Exercise instructions – Find the line with "#[cfg(test)]" in the records below. Copy it and every line after it, up to and including the line with "let b: Pattern".

Provided material –
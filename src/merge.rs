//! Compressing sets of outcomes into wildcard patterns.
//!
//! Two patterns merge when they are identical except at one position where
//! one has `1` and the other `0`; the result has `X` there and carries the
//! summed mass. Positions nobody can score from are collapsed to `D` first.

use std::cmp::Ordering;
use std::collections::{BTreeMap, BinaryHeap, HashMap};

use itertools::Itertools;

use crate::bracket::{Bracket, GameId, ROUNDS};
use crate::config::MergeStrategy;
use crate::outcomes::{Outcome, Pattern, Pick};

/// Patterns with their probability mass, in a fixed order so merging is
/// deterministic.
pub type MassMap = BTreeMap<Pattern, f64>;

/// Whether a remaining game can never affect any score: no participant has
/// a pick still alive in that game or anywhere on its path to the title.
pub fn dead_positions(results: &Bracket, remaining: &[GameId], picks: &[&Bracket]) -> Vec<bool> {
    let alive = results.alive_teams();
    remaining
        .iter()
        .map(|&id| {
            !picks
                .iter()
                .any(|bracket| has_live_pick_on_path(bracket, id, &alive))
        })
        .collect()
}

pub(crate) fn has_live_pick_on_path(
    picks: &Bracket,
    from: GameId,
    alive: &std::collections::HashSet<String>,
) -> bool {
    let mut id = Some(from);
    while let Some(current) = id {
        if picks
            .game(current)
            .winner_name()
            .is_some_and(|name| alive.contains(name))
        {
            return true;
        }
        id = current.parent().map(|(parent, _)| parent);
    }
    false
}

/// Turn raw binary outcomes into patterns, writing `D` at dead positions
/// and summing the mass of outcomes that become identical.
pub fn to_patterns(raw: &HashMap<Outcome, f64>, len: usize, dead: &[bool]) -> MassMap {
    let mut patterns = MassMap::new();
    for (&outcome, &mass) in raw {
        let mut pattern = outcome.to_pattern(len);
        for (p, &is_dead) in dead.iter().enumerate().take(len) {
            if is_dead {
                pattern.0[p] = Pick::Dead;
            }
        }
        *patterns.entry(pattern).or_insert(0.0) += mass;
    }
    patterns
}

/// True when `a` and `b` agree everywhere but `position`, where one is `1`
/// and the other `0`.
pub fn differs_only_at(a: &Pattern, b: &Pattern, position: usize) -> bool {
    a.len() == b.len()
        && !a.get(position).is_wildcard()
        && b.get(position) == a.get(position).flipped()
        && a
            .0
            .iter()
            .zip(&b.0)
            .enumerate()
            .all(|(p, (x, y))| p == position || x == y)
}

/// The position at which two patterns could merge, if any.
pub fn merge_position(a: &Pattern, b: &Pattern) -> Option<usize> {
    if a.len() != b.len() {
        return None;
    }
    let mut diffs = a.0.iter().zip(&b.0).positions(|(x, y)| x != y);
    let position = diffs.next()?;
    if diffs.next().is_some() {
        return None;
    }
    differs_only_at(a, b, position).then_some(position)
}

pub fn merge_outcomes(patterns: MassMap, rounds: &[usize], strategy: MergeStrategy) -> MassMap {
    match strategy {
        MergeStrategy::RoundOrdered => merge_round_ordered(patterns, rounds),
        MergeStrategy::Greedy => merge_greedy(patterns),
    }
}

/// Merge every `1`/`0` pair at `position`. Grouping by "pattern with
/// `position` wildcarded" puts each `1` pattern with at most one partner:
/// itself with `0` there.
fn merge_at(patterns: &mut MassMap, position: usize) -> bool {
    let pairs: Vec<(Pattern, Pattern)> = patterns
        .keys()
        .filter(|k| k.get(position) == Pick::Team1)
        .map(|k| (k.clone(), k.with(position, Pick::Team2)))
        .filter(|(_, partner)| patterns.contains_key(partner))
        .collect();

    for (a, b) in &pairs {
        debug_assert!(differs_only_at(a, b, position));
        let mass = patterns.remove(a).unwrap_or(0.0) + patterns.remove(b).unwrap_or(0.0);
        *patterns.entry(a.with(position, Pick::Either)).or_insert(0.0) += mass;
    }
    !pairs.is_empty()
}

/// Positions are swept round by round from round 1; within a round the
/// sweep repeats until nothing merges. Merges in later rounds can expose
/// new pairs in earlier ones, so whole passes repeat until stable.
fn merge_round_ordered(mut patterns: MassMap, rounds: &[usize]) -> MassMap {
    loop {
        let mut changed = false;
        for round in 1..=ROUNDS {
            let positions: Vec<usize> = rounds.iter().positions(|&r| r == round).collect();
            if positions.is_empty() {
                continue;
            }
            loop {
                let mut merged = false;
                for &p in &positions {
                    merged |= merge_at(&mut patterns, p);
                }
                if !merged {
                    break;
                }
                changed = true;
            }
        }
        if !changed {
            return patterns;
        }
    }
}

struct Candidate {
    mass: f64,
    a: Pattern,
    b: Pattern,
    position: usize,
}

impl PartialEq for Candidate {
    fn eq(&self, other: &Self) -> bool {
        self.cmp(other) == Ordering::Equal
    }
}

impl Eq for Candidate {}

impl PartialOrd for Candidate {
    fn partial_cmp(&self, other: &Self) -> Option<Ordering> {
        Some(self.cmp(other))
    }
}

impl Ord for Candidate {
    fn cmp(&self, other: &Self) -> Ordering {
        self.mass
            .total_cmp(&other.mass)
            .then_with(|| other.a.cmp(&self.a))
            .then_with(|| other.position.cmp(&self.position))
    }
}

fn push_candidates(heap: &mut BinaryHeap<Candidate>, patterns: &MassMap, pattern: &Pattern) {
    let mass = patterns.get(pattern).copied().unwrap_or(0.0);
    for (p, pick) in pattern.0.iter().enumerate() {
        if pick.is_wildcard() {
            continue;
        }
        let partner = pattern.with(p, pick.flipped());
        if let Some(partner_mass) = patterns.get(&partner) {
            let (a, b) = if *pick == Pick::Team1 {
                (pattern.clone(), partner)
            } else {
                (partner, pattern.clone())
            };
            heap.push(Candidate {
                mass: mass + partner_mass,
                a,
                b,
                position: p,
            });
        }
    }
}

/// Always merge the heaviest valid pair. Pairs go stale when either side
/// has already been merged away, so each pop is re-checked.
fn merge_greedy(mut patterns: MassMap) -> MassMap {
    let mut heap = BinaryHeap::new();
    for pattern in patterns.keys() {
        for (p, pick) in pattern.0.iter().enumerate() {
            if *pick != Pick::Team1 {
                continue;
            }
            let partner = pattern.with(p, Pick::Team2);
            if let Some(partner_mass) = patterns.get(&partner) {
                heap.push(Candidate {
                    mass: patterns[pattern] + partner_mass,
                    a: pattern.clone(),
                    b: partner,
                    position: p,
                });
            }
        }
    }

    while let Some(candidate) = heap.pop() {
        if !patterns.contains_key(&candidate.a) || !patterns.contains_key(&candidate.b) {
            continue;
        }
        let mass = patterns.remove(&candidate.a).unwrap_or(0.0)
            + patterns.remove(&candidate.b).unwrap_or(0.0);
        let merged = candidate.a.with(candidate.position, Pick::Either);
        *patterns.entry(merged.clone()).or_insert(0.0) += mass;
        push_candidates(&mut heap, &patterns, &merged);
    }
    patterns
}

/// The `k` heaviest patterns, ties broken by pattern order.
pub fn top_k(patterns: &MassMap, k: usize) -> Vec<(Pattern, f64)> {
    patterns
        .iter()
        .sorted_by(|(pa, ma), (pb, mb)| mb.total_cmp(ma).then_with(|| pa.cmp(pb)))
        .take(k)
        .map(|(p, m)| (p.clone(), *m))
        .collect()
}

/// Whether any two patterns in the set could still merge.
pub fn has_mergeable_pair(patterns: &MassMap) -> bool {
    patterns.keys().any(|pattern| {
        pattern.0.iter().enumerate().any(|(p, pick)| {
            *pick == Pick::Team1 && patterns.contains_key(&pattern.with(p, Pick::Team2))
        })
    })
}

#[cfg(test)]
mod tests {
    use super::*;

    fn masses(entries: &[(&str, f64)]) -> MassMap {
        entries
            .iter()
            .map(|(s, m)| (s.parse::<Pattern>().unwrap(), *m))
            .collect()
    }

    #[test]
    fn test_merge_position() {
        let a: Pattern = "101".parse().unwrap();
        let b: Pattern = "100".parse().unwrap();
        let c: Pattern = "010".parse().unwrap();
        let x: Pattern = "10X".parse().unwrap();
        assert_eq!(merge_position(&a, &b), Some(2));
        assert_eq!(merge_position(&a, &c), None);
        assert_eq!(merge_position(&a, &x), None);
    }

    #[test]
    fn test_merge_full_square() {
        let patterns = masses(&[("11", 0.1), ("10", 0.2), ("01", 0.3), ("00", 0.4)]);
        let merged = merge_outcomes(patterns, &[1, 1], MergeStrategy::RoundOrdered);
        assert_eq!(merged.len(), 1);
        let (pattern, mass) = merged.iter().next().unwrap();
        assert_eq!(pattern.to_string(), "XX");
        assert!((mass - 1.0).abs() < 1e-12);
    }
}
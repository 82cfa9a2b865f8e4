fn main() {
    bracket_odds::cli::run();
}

Reply to the task –
#[cfg(test)]
mod tests {
    use super::*;

    fn masses(entries: &[(&str, f64)]) -> MassMap {
        entries
            .iter()
            .map(|(s, m)| (s.parse::<Pattern>().unwrap(), *m))
            .collect()
    }

    #[test]
    fn test_merge_position() {
        let a: Pattern = "101".parse().unwrap();
        let b: Pattern = "100".parse().unwrap();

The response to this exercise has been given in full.